Our priest detective undergoes a crash course in the Portuguese culture and the reader learns with him a lot about Portuguese history and the odd variations of how the werewolf legend is incorporated into their culture. Father Bredder meets Father Painter, a British priest sent to the local parish, who has not been living up to his calling. Church attendance is down and the English priest is apparently is not well liked by the townspeople. In a series of didactic scenes he lectures Father Bredder on the architecture of Portuguese castles, the history of the trial of Pedro Da Malveira, and the local werewolf superstitions. The most interesting aspect of Portuguese lobishomen is the melding of vampire and zombie lore into the werewolf myth. Some of more bizarre features include: the lobishomen has an enlarged big toe, he must return to his grave by daybreak, and he must seek out a new human form by killing a living human in order to make his transformation complete.

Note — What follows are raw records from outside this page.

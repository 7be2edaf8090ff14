//! Diesel table definitions for the PostgreSQL schema.
//!
//! These definitions must match the database migrations exactly. They are used
//! by Diesel for compile-time query validation and type-safe SQL generation.
//!
//! The `notes.search_text` `tsvector` column is deliberately absent: it is
//! only ever written and matched through raw SQL in the note repository and
//! the search query, so no Diesel query selects it.

diesel::table! {
    /// Registered users.
    users (username) {
        /// Primary key (max 50 characters).
        username -> Varchar,
        /// Credential hash produced outside the engine.
        password_hash -> Varchar,
    }
}

diesel::table! {
    /// Notes with their owner and optional scheduling fields.
    notes (id) {
        /// Primary key assigned from a sequence.
        id -> Int8,
        title -> Varchar,
        note_type -> Varchar,
        description -> Varchar,
        /// Server-assigned creation timestamp.
        created_at -> Timestamptz,
        completion_time -> Nullable<Varchar>,
        completion_date -> Nullable<Varchar>,
        status -> Nullable<Varchar>,
        delegation -> Nullable<Varchar>,
        /// Owning user; deleting the user deletes the note.
        owner -> Varchar,
    }
}

diesel::table! {
    /// Share grants keyed by `(note_id, username)`.
    user_shares (note_id, username) {
        note_id -> Int8,
        username -> Varchar,
        /// Either `viewer` or `editor`.
        privilege -> Varchar,
    }
}

diesel::joinable!(notes -> users (owner));
diesel::joinable!(user_shares -> notes (note_id));
diesel::joinable!(user_shares -> users (username));

diesel::allow_tables_to_appear_in_same_query!(notes, user_shares, users);
//! Engine entry-point: loads settings, migrates the schema, and verifies the
//! store is reachable.
//!
//! The binary is a start-up and connectivity check. It wires the engine over
//! the PostgreSQL adapters to confirm the configuration is complete, then
//! exits; callers embed [`noteshare::NotesEngine`] through the library.

use color_eyre::eyre::{Result, WrapErr, eyre};
use ortho_config::OrthoConfig;
use tracing::{info, warn};
use tracing_subscriber::{EnvFilter, fmt};

use noteshare::outbound::persistence::{DbPool, run_pending_migrations};
use noteshare::{NoteshareSettings, PostgresNotesEngine};

/// Application bootstrap.
#[tokio::main]
async fn main() -> Result<()> {
    color_eyre::install()?;
    if let Err(e) = fmt()
        .with_env_filter(EnvFilter::from_default_env())
        .json()
        .try_init()
    {
        warn!(error = %e, "tracing init failed");
    }

    let settings = NoteshareSettings::load_from_iter(std::env::args_os())
        .wrap_err("failed to load settings")?;
    let database_url = settings
        .database_url()
        .map(str::to_owned)
        .ok_or_else(|| eyre!("NOTESHARE_DATABASE_URL must be set"))?;

    if settings.run_migrations {
        let url = database_url.clone();
        let applied = tokio::task::spawn_blocking(move || run_pending_migrations(&url))
            .await
            .wrap_err("migration task panicked")?
            .wrap_err("failed to apply migrations")?;
        info!(applied, "schema migrations complete");
    } else {
        info!("schema migrations skipped");
    }

    let pool = DbPool::new(settings.pool_config(&database_url))
        .await
        .wrap_err("failed to build connection pool")?;
    pool.ping().await.wrap_err("database is unreachable")?;

    let _engine = PostgresNotesEngine::from_pool(pool, &settings);
    info!(
        text_search_config = settings.text_search_config(),
        search_max_chars = settings.search_max_chars(),
        request_timeout = ?settings.request_timeout(),
        "note engine ready"
    );
    Ok(())
}
//! User data model.

use std::fmt;
use std::sync::OnceLock;

use regex::Regex;
use serde::{Deserialize, Serialize};

/// Validation errors returned by the user constructors.
#[derive(Debug, Clone, PartialEq, Eq)]
pub enum UserValidationError {
    EmptyUsername,
    UsernameTooLong { max: usize },
    UsernameInvalidCharacters,
    EmptyCredentialHash,
}

impl fmt::Display for UserValidationError {
    fn fmt(&self, f: &mut fmt::Formatter<'_>) -> fmt::Result {
        match self {
            Self::EmptyUsername => write!(f, "username must not be empty"),
            Self::UsernameTooLong { max } => {
                write!(f, "username must be at most {max} characters")
            }
            Self::UsernameInvalidCharacters => {
                write!(f, "username must not contain whitespace or control characters")
            }
            Self::EmptyCredentialHash => write!(f, "credential hash must not be empty"),
        }
    }
}

impl std::error::Error for UserValidationError {}

/// Maximum allowed length for a username.
pub const USERNAME_MAX: usize = 50;

static USERNAME_RE: OnceLock<Regex> = OnceLock::new();

fn username_regex() -> &'static Regex {
    USERNAME_RE.get_or_init(|| {
        // Length is enforced separately; this regex constrains allowed characters.
        let pattern = r"^[^\s\p{Cc}]+$";
        Regex::new(pattern)
            .unwrap_or_else(|error| panic!("username regex failed to compile: {error}"))
    })
}

/// Unique, immutable user identifier.
///
/// Usernames are compared exactly; the only case-insensitive comparison in
/// the engine is the shared-username branch of note search.
#[derive(Debug, Clone, PartialEq, Eq, Hash, PartialOrd, Ord, Serialize, Deserialize)]
#[serde(try_from = "String", into = "String")]
pub struct Username(String);

impl Username {
    /// Validate and construct a [`Username`].
    ///
    /// # Examples
    /// ```
    /// use noteshare::domain::Username;
    ///
    /// let alice = Username::new("alice").expect("valid username");
    /// assert_eq!(alice.as_ref(), "alice");
    /// assert!(Username::new("two words").is_err());
    /// ```
    pub fn new(username: impl Into<String>) -> Result<Self, UserValidationError> {
        Self::from_owned(username.into())
    }

    fn from_owned(username: String) -> Result<Self, UserValidationError> {
        if username.is_empty() {
            return Err(UserValidationError::EmptyUsername);
        }
        if username.chars().count() > USERNAME_MAX {
            return Err(UserValidationError::UsernameTooLong { max: USERNAME_MAX });
        }
        if !username_regex().is_match(&username) {
            return Err(UserValidationError::UsernameInvalidCharacters);
        }
        Ok(Self(username))
    }

    /// Borrow the username as a string slice.
    pub fn as_str(&self) -> &str {
        self.0.as_str()
    }

    /// Case-insensitive comparison against raw text.
    pub fn eq_ignore_case(&self, other: &str) -> bool {
        self.0.to_lowercase() == other.to_lowercase()
    }
}

impl AsRef<str> for Username {
    fn as_ref(&self) -> &str {
        self.0.as_str()
    }
}

impl fmt::Display for Username {
    fn fmt(&self, f: &mut fmt::Formatter<'_>) -> fmt::Result {
        f.write_str(self.as_ref())
    }
}

impl From<Username> for String {
    fn from(value: Username) -> Self {
        value.0
    }
}

impl TryFrom<String> for Username {
    type Error = UserValidationError;

    fn try_from(value: String) -> Result<Self, Self::Error> {
        Self::from_owned(value)
    }
}

/// Opaque credential hash produced by the authentication layer.
///
/// The engine never hashes or verifies passwords; it only stores what it is
/// given. `Debug` output is redacted.
#[derive(Clone, PartialEq, Eq)]
pub struct CredentialHash(String);

impl CredentialHash {
    /// Wrap an already-hashed credential.
    pub fn new(hash: impl Into<String>) -> Result<Self, UserValidationError> {
        let hash = hash.into();
        if hash.trim().is_empty() {
            return Err(UserValidationError::EmptyCredentialHash);
        }
        Ok(Self(hash))
    }

    /// Raw hash for persistence adapters.
    pub fn expose(&self) -> &str {
        self.0.as_str()
    }
}

impl fmt::Debug for CredentialHash {
    fn fmt(&self, f: &mut fmt::Formatter<'_>) -> fmt::Result {
        f.write_str("CredentialHash(<redacted>)")
    }
}

/// Registered user.
#[derive(Debug, Clone, PartialEq, Eq)]
pub struct User {
    username: Username,
    credential_hash: CredentialHash,
}

impl User {
    /// Build a new [`User`] from validated components.
    pub fn new(username: Username, credential_hash: CredentialHash) -> Self {
        Self {
            username,
            credential_hash,
        }
    }

    /// Fallible constructor enforcing username and hash invariants.
    pub fn try_from_strings(
        username: impl Into<String>,
        credential_hash: impl Into<String>,
    ) -> Result<Self, UserValidationError> {
        Ok(Self::new(
            Username::new(username)?,
            CredentialHash::new(credential_hash)?,
        ))
    }

    /// Primary key.
    pub fn username(&self) -> &Username {
        &self.username
    }

    /// Stored credential hash.
    pub fn credential_hash(&self) -> &CredentialHash {
        &self.credential_hash
    }
}

#[cfg(test)]
mod tests;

Father Bredder is convinced that someone is taking advantage of the lobishomen legend and the story of Pedro da Malveira to cover up some other type of criminal activity. His personal knowledge of his life as a former Marine and the training of attack dogs in his service come into play and help him as a detective in this "busman's holiday" type of book. The detection, however, is limited as the book takes on more of a supernatural/adventure thriller with lots of action sequences replacing the usual scenes of detection.
Iberian Wolf (photo: Terry Whittaker)

Like many of the other books in the Father Bredder series Holton uses a crime plot to discuss aspects of Catholic religion. Here the story of superstitious minded people makes it all the more easy to bring up discussions about the secular minded person contrasted to the man of faith. In addition to the fearful townspeople the priest encounters an atheistic schoolteacher who will not allow even a simple cross in her schoolroom. She shuns all talk of God and will not teach religion to her students. Her brother is the man who has disappeared and Father Bredder suspects he has been killed and the body disposed of or hidden someone in order that the werewolf legend can flourish. He also suspects that her brother was involved in some sort of criminal scheme that leads him to the castle high above the village of Sao Joaquin da Serra where he meets the imperious Countess of Castelbranco.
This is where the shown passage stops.